“So he did,” agreed Verity pacifically.

“I’ve got news for you.”

“Have you?”

“You’ll never guess. An invitation. From Mardling Manor, no less;” said Sybil in a put-on drawing-room-comedy voice.

“Really?”

“For dinner. Next Wednesday. He rang up this morning. Rather unconventional if one’s to stickle, I suppose, but that sort of tommy-rot’s as dead as the dodo in my book. And we have met. When he lent Mardling for that hospital fund-raising garden-party. Nobody went inside, of course. I’m told lashings of lolly have been poured out — redecorated, darling, from attic to cellar. You were there, weren’t you? At the garden-party?”

“Yes.”

“Yes. I was sure you were. Rather intriguing, I thought, didn’t you?”

“I hardly spoke to him,” said Verity inaccurately.

“I hoped you’d been asked,” said Sybil much more inaccurately.

“Not I. I expect you’ll have gorgeous grub.”

“I don’t know that it’s a party.”

“Just you?”

“My dear. Surely not! But no. Prue’s come home. She’s met the son somewhere and so she’s been asked: to balance him, I suppose. Well,” said Sybil on a dashing note, “we shall see what we shall see.”
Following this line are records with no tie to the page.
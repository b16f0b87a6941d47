use thiserror::Error;

/// Main error type for the tailwind-web-components crate
#[derive(Debug, Error)]
pub enum PluginError {
    #[error("IO error: {0}")]
    Io(#[from] std::io::Error),

    #[error("Failed to read stylesheet {path}: {source}")]
    StylesheetRead {
        path: String,
        #[source]
        source: std::io::Error,
    },

    #[error("Pattern error: {0}")]
    Pattern(#[from] glob::PatternError),

    #[error("Glob error: {0}")]
    Glob(#[from] glob::GlobError),

    #[error("JSON serialization error: {0}")]
    Json(#[from] serde_json::Error),

    #[error("Configuration error: {message}")]
    ConfigError { message: String },

    #[error("No CSS pipeline config found in {searched} or any parent directory")]
    PipelineConfigNotFound { searched: String },

    #[error("Unknown CSS pipeline plugin: {0}")]
    UnknownPlugin(String),

    #[error("Failed to process CSS in {path}: {message}")]
    CssError { path: String, message: String },

    #[error("Failed to parse file {path}: {message}")]
    ParseError { path: String, message: String },

    #[error("Tailwind processing error: {0}")]
    TailwindError(String),

    #[error("Code generation error: {0}")]
    CodegenError(String),

    #[error("Watch error: {0}")]
    WatchError(String),
}

impl PluginError {
    pub(crate) fn config(message: impl Into<String>) -> Self {
        Self::ConfigError {
            message: message.into(),
        }
    }
}

pub type Result<T> = std::result::Result<T, PluginError>;
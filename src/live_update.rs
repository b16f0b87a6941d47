use serde::{Deserialize, Serialize};
use tokio::sync::broadcast;

/// Event name clients subscribe to for stylesheet swaps
pub const RELOAD_EVENT: &str = "twc:reload";

/// Message pushed to connected development clients
#[derive(Debug, Clone, PartialEq, Serialize, Deserialize)]
#[serde(tag = "type", rename_all = "kebab-case")]
pub enum LiveUpdateMessage {
    /// Custom event carrying a payload for a client-side listener
    Custom { event: String, data: ReloadPayload },
}

/// Payload of a stylesheet reload
#[derive(Debug, Clone, PartialEq, Serialize, Deserialize)]
pub struct ReloadPayload {
    pub content: String,
}

impl LiveUpdateMessage {
    /// Reload message carrying freshly compiled CSS
    pub fn reload(content: impl Into<String>) -> Self {
        Self::Custom {
            event: RELOAD_EVENT.to_string(),
            data: ReloadPayload {
                content: content.into(),
            },
        }
    }

    pub fn event(&self) -> &str {
        match self {
            Self::Custom { event, .. } => event,
        }
    }
}

/// Broadcast channel to connected development clients
#[derive(Debug, Clone)]
pub struct LiveUpdateChannel {
    tx: broadcast::Sender<LiveUpdateMessage>,
}

impl LiveUpdateChannel {
    pub fn new() -> Self {
        let (tx, _) = broadcast::channel(100);
        Self { tx }
    }

    /// Send a message to every subscriber. Returns how many received it.
    pub fn send(&self, message: LiveUpdateMessage) -> usize {
        match self.tx.send(message) {
            Ok(receivers) => receivers,
            Err(_) => {
                tracing::debug!("No live-update clients connected");
                0
            }
        }
    }

    pub fn subscribe(&self) -> broadcast::Receiver<LiveUpdateMessage> {
        self.tx.subscribe()
    }

    pub fn subscriber_count(&self) -> usize {
        self.tx.receiver_count()
    }
}

impl Default for LiveUpdateChannel {
    fn default() -> Self {
        Self::new()
    }
}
“Have a lovely time. How’s the arthritis?”

“Oh, you know. Pretty ghastly, but I’m learning to live with it. Nothing else to be done, is there? If it’s not that it’s my migraine.”
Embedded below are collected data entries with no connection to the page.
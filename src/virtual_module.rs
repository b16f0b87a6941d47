//! Virtual module identifiers
//!
//! A virtual module has no file on disk. The host hands out the public name to
//! importers and uses the internal form, prefixed with a NUL marker, once the
//! id is resolved so no other resolver tries to find it on disk.

/// Marker prefixed to resolved virtual ids
pub const VIRTUAL_MARKER: char = '\0';

/// A public/internal pair naming one virtual module
#[derive(Debug, Clone, Copy, PartialEq, Eq)]
pub struct VirtualModuleId {
    public: &'static str,
    internal: &'static str,
}

/// The stylesheet module importers reference as `"tailwind-web-components"`
pub const STYLESHEET_MODULE: VirtualModuleId = VirtualModuleId {
    public: "tailwind-web-components",
    internal: "\0tailwind-web-components",
};

impl VirtualModuleId {
    pub const fn public(&self) -> &'static str {
        self.public
    }

    pub const fn internal(&self) -> &'static str {
        self.internal
    }

    /// Map the public name to the internal one, deferring on anything else
    pub fn resolve(&self, id: &str) -> Option<&'static str> {
        (id == self.public).then_some(self.internal)
    }

    /// Whether `id` is this module's resolved form
    pub fn is_internal(&self, id: &str) -> bool {
        id == self.internal
    }
}
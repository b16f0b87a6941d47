use criterion::{black_box, criterion_group, criterion_main, BenchmarkId, Criterion};
use std::fs;
use tempfile::TempDir;
use tailwind_web_components::codegen::{generate_module, ModuleOptions};
use tailwind_web_components::{run_lifecycle, tailwind_web_components, PluginConfig, STYLESHEET_MODULE, Plugin};

/// Stylesheet with `rules` simple rules
fn stylesheet(rules: usize) -> String {
    (0..rules)
        .map(|i| format!(".rule-{i} {{ padding: {i}px; content: \"\\f{i:03}\"; }}\n"))
        .collect()
}

fn create_project(rules: usize) -> TempDir {
    let dir = TempDir::new().unwrap();
    fs::write(dir.path().join("postcss.config.json"), r#"{ "plugins": { "postcss-import": {} } }"#).unwrap();
    fs::write(dir.path().join("theme.css"), stylesheet(rules)).unwrap();
    dir
}

fn bench_generate_module(c: &mut Criterion) {
    let mut group = c.benchmark_group("generate_module");
    let options = ModuleOptions { inject_css: true, hot_update: true };

    for rules in [10, 100, 1000] {
        let css = stylesheet(rules);
        group.bench_with_input(BenchmarkId::from_parameter(rules), &css, |b, css| {
            b.iter(|| generate_module(black_box(css), options).unwrap());
        });
    }

    group.finish();
}

fn bench_load(c: &mut Criterion) {
    let runtime = tokio::runtime::Runtime::new().unwrap();
    let mut group = c.benchmark_group("load_module");

    for (mode, rules) in [("development", 100), ("production", 100), ("production", 1000)] {
        let project = create_project(rules);
        let mut plugins = tailwind_web_components(PluginConfig::new("theme.css"));
        runtime
            .block_on(run_lifecycle(&mut plugins.stylesheet, project.path(), mode, None))
            .unwrap();

        group.bench_function(BenchmarkId::new(mode, rules), |b| {
            b.iter(|| {
                runtime
                    .block_on(plugins.stylesheet.load(STYLESHEET_MODULE.internal()))
                    .unwrap()
            });
        });
    }

    group.finish();
}

criterion_group!(benches, bench_generate_module, bench_load);
criterion_main!(benches);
“I thought Dr. Field-Innis had given you something for the migraine.”

“Hopeless, my dear. If you ask me Field-Innis is getting beyond it. And he’s become very off-hand, I don’t mind telling you.”

Verity half-listened to the so-familiar plaints. Over the years Sybil had consulted a procession of general practitioners and in each instance enthusiasm had dwindled into discontent. It was only because there were none handy, Verity sometimes thought, that Syb had escaped falling into the hands of some plausible quack.